_Task item_: Number of lines with the string "insert" in the entries below: report it, and nothing besides.

_Excerpted data_:
□ □ □ □

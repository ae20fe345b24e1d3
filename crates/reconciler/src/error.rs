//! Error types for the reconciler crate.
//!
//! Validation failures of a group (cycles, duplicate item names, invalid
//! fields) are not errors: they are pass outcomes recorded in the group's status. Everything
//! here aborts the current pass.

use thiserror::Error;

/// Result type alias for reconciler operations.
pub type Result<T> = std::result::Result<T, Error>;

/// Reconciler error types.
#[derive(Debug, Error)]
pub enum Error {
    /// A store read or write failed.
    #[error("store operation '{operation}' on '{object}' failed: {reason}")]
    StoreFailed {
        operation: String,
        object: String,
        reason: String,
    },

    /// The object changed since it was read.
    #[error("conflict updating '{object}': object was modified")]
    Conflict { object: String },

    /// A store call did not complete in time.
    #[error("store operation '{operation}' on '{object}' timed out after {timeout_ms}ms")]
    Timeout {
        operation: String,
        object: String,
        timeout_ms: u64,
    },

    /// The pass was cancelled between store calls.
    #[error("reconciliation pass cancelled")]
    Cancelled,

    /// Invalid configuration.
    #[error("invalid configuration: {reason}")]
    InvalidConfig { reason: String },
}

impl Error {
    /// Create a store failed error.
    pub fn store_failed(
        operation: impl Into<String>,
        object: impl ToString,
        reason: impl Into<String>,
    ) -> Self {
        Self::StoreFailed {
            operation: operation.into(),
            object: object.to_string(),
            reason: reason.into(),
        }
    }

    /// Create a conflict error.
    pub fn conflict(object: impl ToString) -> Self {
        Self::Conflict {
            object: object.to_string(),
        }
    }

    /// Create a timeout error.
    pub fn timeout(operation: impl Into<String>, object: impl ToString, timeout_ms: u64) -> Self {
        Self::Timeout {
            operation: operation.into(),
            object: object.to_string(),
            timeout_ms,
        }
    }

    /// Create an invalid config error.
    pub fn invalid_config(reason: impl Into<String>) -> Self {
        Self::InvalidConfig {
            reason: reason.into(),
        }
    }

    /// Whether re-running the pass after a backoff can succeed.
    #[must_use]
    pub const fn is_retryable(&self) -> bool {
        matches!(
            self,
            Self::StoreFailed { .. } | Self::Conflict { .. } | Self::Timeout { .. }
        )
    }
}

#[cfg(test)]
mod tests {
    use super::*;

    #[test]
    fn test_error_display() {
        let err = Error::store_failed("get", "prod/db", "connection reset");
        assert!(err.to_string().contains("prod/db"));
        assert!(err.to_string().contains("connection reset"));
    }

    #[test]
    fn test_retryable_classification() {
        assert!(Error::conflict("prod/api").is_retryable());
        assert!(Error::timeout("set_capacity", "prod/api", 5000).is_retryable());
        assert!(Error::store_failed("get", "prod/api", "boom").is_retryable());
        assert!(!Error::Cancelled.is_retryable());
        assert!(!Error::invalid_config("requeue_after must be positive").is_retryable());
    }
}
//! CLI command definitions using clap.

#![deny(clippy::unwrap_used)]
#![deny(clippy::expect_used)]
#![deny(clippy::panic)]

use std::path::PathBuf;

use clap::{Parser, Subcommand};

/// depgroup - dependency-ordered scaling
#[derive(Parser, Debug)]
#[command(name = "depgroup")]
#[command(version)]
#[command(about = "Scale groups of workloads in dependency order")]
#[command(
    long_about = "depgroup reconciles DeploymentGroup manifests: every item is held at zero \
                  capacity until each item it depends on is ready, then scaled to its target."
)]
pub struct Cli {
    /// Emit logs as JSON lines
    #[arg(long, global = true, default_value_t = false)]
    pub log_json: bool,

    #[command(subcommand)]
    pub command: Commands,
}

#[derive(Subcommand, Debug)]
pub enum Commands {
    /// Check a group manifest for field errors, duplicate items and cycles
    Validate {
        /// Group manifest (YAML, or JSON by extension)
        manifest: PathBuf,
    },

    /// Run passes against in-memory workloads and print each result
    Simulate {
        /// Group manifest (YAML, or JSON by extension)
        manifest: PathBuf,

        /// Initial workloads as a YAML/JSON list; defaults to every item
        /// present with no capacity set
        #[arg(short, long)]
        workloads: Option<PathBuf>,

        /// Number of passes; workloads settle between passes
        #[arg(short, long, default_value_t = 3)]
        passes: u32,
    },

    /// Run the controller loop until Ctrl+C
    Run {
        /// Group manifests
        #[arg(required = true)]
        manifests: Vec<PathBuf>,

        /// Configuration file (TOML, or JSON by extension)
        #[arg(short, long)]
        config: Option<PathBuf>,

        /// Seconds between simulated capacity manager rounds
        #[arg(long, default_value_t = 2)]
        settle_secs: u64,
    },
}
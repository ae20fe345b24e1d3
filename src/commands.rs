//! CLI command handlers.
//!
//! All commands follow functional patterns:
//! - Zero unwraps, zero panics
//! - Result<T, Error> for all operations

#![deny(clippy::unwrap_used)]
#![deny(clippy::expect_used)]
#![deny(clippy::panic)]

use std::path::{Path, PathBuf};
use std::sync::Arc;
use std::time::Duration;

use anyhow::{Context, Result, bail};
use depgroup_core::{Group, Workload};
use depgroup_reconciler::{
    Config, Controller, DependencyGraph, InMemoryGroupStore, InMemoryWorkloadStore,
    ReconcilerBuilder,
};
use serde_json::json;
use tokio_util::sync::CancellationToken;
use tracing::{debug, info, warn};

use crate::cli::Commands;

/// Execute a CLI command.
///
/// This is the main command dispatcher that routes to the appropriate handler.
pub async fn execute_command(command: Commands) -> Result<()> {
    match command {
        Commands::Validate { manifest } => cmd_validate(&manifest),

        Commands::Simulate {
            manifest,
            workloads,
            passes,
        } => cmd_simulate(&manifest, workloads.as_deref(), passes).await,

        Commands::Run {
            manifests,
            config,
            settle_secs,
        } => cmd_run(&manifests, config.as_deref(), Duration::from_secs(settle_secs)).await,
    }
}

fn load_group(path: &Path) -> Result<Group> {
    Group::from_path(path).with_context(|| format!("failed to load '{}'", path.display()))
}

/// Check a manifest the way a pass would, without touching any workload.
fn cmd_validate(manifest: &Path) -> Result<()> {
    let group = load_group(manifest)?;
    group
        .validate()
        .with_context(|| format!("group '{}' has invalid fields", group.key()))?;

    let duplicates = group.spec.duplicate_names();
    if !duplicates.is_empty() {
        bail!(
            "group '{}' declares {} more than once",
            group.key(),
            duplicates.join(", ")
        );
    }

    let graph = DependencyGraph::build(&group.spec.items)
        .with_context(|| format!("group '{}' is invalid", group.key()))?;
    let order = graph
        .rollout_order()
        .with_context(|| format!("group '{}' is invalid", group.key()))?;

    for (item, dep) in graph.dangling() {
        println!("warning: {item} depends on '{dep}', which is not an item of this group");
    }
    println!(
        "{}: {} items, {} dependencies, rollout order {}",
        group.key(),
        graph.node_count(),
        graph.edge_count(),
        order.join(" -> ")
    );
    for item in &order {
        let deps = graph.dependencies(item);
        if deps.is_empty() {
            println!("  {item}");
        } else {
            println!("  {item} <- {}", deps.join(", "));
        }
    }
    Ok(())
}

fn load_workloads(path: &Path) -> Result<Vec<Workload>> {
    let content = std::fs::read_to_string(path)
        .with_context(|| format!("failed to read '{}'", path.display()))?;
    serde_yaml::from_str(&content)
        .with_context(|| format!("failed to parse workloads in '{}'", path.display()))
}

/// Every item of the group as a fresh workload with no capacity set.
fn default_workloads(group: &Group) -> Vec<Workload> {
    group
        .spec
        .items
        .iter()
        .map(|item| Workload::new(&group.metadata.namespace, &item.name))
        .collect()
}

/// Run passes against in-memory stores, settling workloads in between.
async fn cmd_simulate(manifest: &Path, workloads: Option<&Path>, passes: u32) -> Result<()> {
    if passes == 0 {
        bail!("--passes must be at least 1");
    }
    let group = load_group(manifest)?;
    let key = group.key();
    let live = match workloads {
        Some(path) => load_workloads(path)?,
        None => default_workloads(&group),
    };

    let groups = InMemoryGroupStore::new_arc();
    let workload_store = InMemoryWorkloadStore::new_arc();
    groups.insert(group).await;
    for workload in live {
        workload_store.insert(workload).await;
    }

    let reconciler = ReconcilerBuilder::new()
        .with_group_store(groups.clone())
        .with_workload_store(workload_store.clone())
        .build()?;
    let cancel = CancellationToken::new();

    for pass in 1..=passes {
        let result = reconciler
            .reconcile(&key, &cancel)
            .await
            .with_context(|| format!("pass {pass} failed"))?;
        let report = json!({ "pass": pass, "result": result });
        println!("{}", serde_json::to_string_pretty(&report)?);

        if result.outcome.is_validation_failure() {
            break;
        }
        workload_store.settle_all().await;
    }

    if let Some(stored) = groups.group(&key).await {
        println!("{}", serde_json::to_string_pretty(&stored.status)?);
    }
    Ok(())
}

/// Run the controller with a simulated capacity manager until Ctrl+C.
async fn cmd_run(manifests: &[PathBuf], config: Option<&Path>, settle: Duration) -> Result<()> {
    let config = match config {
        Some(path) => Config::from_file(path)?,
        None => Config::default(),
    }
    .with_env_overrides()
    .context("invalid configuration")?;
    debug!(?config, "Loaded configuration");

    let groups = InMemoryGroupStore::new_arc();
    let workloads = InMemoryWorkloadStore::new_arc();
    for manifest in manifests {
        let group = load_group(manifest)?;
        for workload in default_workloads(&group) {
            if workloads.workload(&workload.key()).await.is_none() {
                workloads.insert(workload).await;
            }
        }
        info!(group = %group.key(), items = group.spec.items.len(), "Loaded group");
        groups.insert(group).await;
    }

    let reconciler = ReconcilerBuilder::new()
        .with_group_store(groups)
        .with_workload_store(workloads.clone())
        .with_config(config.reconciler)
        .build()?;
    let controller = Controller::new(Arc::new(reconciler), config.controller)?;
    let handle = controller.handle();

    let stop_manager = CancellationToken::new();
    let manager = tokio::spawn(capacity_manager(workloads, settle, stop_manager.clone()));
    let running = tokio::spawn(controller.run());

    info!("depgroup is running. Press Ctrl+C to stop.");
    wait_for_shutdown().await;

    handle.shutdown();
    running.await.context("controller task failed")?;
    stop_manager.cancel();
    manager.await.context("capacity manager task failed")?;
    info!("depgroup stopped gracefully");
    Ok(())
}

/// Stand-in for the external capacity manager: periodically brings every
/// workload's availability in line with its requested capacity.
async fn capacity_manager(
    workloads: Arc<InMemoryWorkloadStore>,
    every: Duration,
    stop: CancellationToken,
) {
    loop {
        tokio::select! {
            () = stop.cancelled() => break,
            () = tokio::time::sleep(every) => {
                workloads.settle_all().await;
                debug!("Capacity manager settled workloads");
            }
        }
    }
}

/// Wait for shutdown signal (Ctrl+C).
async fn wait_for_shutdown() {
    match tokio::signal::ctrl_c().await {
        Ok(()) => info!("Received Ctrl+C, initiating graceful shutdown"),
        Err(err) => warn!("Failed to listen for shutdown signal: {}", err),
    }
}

□ □ □ □

_Solution for this exercise_: 4